## What is needed
Your answer is a copy of every line in the records where "receipt" appears.

## Source data
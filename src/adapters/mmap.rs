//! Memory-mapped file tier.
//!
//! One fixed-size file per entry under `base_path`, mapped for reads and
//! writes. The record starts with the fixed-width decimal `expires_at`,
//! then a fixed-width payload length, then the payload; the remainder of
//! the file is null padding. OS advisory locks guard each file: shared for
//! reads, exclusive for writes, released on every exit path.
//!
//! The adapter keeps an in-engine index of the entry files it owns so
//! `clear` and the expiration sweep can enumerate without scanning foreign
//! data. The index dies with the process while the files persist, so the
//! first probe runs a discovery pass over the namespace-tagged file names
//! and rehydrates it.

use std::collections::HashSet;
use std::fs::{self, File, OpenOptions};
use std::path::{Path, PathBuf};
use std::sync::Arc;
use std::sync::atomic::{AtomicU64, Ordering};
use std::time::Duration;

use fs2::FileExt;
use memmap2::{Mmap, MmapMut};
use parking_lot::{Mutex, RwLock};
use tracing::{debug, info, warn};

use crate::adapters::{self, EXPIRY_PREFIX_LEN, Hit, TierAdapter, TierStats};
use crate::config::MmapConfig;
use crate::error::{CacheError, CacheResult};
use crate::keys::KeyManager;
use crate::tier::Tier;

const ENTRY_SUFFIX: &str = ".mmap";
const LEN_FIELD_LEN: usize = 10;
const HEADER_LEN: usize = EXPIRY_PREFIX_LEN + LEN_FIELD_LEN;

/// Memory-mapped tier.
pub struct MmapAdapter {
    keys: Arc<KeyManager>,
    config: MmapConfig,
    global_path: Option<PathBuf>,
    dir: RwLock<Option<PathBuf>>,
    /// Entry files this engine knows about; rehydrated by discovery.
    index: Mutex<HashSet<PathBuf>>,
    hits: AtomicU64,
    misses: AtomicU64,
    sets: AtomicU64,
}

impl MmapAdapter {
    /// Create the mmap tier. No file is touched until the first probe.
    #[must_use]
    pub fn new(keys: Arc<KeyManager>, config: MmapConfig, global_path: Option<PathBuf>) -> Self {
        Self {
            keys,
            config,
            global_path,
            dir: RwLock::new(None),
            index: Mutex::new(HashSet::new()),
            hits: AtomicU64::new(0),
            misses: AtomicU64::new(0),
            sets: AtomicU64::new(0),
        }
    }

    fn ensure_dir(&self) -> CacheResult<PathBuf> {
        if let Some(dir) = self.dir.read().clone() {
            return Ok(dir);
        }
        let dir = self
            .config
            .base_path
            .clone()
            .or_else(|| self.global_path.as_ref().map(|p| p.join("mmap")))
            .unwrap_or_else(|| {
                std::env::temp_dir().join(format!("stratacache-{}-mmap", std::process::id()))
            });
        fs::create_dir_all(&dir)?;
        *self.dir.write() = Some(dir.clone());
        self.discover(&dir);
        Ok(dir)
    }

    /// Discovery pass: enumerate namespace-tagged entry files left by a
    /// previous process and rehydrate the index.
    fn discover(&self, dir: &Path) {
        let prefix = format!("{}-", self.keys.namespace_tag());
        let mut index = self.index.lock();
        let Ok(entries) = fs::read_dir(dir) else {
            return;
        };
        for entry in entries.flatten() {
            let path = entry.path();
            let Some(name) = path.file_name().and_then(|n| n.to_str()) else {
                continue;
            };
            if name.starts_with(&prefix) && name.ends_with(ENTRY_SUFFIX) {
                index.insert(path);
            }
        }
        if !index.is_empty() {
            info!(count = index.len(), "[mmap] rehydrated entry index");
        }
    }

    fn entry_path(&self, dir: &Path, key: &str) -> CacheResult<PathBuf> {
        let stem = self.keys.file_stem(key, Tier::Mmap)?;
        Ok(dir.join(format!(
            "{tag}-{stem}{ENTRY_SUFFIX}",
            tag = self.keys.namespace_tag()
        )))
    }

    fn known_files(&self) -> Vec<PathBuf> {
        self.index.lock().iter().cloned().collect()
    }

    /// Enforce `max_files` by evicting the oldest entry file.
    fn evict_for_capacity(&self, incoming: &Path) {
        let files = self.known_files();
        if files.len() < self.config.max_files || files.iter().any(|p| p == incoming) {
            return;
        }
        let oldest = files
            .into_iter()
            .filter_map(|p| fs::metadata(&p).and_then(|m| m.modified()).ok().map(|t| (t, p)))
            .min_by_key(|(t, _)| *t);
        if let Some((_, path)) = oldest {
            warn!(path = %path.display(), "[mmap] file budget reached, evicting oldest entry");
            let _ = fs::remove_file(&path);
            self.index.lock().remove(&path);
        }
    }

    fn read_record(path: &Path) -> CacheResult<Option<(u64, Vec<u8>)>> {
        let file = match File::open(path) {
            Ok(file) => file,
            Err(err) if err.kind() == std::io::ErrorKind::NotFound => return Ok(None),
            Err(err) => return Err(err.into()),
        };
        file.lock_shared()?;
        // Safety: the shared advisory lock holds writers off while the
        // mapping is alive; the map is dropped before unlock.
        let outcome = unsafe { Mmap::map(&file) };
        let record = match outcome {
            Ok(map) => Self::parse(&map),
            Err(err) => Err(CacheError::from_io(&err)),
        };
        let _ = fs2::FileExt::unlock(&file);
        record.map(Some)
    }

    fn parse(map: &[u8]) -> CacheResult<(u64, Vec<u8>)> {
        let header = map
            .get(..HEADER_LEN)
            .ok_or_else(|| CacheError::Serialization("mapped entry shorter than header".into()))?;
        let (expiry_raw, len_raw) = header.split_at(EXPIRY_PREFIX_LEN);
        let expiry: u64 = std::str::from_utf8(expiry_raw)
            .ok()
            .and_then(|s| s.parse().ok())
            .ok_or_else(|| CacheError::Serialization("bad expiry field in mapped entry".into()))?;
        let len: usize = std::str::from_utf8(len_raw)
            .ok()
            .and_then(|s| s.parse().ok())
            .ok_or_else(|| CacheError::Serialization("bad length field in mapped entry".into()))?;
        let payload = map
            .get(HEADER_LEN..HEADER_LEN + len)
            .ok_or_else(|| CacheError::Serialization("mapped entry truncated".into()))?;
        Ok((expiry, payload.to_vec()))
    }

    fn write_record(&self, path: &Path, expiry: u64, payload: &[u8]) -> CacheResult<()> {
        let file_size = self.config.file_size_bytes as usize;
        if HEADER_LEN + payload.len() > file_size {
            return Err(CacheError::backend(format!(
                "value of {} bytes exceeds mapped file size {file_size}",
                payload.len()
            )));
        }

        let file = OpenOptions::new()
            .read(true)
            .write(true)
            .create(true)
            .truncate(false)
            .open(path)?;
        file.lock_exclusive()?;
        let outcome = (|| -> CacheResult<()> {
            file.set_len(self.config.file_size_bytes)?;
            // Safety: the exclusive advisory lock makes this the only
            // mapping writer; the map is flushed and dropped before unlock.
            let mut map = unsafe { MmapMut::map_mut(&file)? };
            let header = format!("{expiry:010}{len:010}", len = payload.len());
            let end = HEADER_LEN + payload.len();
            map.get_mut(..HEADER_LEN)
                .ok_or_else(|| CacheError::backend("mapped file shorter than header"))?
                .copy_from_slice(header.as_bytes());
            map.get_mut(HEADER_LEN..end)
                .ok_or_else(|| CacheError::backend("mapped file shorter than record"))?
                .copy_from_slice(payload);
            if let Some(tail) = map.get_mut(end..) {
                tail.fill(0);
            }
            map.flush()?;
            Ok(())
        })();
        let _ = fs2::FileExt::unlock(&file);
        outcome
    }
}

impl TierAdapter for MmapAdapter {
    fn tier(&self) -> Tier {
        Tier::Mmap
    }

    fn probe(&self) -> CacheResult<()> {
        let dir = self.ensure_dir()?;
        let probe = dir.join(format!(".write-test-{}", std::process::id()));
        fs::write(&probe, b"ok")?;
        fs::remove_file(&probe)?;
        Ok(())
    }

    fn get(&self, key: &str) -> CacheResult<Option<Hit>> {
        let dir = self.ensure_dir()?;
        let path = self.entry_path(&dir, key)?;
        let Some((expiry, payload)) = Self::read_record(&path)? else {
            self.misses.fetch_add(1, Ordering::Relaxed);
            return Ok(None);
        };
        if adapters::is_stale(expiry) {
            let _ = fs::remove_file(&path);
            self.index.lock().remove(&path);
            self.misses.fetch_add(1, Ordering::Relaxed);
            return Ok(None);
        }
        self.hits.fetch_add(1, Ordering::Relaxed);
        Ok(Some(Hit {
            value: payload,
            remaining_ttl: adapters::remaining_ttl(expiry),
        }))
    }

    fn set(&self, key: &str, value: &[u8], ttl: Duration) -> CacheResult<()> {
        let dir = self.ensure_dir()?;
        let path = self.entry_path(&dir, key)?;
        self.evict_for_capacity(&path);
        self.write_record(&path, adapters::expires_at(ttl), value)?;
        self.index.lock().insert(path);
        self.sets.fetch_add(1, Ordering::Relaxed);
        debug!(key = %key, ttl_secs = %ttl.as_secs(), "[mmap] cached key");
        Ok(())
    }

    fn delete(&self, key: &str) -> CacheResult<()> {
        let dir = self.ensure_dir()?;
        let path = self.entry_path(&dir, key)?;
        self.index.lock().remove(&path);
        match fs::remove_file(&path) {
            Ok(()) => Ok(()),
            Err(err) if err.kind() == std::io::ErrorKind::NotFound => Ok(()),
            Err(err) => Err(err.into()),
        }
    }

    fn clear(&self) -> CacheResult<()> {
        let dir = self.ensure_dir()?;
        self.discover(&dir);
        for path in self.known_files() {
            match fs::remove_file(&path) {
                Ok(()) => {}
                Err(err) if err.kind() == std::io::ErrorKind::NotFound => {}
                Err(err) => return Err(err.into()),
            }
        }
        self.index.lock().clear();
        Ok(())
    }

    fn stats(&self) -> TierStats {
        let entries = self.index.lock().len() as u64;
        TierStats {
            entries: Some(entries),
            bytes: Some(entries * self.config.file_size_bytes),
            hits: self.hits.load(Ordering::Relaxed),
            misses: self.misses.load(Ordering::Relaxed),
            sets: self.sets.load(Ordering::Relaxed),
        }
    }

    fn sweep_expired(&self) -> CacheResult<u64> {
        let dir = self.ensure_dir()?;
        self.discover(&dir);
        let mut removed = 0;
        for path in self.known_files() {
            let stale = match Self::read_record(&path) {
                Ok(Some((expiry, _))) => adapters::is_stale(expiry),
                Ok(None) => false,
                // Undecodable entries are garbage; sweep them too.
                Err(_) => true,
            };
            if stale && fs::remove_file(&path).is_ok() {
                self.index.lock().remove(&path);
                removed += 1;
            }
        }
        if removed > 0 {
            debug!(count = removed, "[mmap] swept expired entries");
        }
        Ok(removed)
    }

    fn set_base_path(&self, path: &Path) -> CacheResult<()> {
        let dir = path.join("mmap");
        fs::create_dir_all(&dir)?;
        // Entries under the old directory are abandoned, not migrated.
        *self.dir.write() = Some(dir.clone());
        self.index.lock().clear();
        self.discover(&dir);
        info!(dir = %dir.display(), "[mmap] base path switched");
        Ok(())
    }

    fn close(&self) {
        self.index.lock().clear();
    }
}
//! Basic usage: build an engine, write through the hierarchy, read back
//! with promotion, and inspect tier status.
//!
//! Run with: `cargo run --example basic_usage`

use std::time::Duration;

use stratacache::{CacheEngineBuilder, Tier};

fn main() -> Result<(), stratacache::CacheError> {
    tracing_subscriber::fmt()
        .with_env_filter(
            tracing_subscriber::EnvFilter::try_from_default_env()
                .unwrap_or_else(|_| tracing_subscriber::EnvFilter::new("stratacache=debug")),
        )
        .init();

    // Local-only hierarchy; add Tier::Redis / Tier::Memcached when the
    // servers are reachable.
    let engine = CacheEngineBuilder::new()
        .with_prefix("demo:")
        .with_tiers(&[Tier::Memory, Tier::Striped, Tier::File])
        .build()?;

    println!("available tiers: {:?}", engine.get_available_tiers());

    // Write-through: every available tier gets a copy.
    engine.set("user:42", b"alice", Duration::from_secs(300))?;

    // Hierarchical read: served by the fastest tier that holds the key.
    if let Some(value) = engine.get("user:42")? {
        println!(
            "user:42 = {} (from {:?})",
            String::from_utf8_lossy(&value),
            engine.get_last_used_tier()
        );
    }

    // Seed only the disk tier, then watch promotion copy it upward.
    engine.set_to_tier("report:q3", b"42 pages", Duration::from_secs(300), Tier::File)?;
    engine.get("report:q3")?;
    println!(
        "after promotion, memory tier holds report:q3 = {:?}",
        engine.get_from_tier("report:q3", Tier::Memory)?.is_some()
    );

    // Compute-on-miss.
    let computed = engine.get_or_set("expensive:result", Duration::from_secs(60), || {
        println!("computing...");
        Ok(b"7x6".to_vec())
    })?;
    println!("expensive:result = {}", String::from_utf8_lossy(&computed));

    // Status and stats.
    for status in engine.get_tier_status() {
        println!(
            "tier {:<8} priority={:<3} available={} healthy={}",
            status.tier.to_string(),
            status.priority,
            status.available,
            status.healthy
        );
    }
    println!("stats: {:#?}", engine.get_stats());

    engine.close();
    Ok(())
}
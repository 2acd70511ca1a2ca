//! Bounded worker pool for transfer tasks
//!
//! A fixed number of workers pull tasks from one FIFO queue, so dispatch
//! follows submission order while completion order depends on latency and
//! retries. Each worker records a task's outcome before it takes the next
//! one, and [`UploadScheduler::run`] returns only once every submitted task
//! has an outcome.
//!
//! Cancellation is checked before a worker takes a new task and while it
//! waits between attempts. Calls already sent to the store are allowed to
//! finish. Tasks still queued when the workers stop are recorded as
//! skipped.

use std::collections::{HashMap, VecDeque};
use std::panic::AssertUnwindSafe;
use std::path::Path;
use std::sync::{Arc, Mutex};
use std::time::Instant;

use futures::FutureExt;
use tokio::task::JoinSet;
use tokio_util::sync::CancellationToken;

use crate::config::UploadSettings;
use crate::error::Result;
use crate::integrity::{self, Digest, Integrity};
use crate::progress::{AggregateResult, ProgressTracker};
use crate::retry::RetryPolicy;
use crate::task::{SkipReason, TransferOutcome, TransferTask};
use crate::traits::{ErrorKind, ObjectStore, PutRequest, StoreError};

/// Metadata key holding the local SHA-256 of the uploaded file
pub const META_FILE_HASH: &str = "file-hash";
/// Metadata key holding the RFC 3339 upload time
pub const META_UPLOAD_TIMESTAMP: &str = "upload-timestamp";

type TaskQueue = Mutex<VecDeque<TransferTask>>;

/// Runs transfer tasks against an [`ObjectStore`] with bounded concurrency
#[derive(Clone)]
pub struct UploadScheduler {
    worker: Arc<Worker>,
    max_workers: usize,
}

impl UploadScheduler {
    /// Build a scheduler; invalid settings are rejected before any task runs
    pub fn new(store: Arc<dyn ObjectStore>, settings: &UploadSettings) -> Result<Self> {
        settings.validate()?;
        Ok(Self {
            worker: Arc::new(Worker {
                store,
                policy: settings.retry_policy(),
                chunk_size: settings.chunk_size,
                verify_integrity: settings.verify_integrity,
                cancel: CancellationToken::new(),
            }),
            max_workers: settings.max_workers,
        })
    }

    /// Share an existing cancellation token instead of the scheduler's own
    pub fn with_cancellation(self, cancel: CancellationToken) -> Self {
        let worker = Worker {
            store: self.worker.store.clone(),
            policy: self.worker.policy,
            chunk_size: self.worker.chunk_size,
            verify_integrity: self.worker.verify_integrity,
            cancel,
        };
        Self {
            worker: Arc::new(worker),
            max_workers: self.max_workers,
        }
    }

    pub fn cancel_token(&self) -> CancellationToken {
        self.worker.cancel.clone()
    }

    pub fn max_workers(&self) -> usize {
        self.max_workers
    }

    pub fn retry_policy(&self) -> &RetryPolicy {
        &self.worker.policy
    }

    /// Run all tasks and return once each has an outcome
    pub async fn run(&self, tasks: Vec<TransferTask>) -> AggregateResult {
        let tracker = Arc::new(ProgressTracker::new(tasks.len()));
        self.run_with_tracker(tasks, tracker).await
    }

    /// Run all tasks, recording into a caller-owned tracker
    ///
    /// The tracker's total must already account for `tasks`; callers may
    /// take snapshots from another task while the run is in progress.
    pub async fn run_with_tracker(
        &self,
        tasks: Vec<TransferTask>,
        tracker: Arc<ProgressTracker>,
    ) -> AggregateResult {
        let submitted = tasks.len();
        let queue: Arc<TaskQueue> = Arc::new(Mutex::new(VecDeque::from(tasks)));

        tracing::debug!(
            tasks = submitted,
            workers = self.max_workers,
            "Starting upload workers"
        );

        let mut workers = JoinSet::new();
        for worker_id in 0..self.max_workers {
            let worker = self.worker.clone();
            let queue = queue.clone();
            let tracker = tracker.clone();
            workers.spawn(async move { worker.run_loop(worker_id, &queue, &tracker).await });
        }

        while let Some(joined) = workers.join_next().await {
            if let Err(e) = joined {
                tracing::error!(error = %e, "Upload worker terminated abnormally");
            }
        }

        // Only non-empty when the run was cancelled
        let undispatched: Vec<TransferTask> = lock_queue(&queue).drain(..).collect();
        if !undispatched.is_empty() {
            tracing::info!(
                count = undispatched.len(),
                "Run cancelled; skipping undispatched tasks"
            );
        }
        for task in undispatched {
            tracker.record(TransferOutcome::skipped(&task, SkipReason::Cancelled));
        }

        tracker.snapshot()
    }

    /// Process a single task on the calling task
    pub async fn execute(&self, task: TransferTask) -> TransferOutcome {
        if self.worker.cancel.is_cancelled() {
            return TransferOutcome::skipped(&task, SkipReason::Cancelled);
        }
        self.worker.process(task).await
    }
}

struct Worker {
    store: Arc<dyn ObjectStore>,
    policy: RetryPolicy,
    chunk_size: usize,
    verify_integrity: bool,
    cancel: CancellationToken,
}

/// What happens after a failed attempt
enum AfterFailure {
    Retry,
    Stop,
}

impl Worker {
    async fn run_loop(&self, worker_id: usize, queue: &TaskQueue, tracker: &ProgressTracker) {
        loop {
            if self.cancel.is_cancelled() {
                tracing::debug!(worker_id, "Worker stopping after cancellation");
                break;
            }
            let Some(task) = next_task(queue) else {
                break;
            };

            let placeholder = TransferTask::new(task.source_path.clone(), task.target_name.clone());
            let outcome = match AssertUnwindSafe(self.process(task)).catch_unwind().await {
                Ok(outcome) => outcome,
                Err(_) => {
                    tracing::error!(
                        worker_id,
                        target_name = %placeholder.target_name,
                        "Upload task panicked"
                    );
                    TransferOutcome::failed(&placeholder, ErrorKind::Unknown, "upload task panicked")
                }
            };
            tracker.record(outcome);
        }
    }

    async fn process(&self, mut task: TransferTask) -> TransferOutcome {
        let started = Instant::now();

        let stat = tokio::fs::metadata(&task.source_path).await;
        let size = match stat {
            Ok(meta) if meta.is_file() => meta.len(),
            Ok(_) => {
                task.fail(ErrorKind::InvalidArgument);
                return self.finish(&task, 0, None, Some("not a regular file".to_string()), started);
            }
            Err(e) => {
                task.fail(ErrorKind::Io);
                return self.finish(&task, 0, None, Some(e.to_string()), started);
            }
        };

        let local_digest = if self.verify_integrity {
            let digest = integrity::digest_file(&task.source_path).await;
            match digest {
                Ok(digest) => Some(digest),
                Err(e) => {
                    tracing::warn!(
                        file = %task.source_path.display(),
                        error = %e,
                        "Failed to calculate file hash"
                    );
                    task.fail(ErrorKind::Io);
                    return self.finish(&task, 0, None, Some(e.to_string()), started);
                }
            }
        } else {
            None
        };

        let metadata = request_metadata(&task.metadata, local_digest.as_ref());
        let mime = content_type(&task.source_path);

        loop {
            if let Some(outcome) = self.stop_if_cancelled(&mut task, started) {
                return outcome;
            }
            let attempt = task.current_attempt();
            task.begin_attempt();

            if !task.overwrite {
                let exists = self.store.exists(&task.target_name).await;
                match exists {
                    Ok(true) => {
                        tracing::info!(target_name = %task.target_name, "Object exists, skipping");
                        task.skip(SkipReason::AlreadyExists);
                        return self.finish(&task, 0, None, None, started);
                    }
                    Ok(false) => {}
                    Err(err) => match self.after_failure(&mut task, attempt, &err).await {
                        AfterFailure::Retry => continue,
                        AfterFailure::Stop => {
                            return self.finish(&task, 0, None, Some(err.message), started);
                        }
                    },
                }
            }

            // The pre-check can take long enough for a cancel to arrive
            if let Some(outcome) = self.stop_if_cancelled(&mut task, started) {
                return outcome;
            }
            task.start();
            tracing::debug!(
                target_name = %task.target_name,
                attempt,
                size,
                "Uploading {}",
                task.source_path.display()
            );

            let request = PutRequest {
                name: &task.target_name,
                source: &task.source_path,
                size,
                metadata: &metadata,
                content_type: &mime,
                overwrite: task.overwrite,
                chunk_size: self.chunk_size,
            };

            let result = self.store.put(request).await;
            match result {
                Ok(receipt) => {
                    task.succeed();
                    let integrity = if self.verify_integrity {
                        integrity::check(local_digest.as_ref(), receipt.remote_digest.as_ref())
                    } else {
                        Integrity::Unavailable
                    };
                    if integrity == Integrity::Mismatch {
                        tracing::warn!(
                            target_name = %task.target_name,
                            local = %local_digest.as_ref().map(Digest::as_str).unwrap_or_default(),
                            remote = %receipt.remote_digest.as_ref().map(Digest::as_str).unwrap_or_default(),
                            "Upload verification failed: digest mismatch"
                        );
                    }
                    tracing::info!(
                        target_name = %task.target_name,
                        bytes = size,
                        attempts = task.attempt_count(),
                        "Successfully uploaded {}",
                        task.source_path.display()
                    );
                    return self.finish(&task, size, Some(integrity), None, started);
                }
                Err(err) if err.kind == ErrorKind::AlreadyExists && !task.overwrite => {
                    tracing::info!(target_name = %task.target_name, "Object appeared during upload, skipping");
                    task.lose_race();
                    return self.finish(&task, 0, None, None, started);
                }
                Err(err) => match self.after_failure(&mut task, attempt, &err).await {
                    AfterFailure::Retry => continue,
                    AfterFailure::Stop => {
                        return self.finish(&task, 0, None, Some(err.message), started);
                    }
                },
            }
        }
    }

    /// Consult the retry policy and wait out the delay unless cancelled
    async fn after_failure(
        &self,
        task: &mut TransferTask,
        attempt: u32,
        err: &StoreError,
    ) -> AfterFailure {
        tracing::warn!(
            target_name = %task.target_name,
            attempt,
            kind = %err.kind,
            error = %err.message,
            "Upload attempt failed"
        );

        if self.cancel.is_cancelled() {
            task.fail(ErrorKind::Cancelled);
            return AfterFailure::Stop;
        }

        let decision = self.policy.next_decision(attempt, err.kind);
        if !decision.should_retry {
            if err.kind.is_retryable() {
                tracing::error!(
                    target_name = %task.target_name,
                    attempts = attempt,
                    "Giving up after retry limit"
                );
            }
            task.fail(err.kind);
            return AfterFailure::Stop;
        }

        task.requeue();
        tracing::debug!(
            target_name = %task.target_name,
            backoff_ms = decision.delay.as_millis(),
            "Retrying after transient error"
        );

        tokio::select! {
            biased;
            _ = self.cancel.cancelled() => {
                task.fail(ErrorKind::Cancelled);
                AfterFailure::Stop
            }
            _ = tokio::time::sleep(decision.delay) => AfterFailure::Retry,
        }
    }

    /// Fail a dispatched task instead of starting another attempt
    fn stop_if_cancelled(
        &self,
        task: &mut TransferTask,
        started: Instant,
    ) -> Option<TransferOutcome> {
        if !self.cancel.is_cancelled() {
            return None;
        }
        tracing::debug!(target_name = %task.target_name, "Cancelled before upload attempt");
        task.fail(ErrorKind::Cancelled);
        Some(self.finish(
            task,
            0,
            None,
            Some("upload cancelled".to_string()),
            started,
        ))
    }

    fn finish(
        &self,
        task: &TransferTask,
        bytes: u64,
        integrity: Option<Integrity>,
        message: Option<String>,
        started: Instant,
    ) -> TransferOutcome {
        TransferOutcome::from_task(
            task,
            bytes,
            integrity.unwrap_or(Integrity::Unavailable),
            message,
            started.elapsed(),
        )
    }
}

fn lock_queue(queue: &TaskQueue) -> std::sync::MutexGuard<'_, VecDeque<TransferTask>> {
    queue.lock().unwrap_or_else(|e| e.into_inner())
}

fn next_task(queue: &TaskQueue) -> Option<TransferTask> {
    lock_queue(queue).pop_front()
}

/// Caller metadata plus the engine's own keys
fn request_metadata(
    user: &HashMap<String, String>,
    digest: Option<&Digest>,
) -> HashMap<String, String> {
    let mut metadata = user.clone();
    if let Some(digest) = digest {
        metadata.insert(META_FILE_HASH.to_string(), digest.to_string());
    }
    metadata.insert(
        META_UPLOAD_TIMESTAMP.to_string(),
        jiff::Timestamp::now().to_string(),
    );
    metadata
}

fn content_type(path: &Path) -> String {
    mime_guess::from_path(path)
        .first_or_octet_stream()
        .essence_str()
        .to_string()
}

## Answer for the task
                Ok(receipt) => {
                        integrity::check(local_digest.as_ref(), receipt.remote_digest.as_ref())
                            remote = %receipt.remote_digest.as_ref().map(Digest::as_str).unwrap_or_default(),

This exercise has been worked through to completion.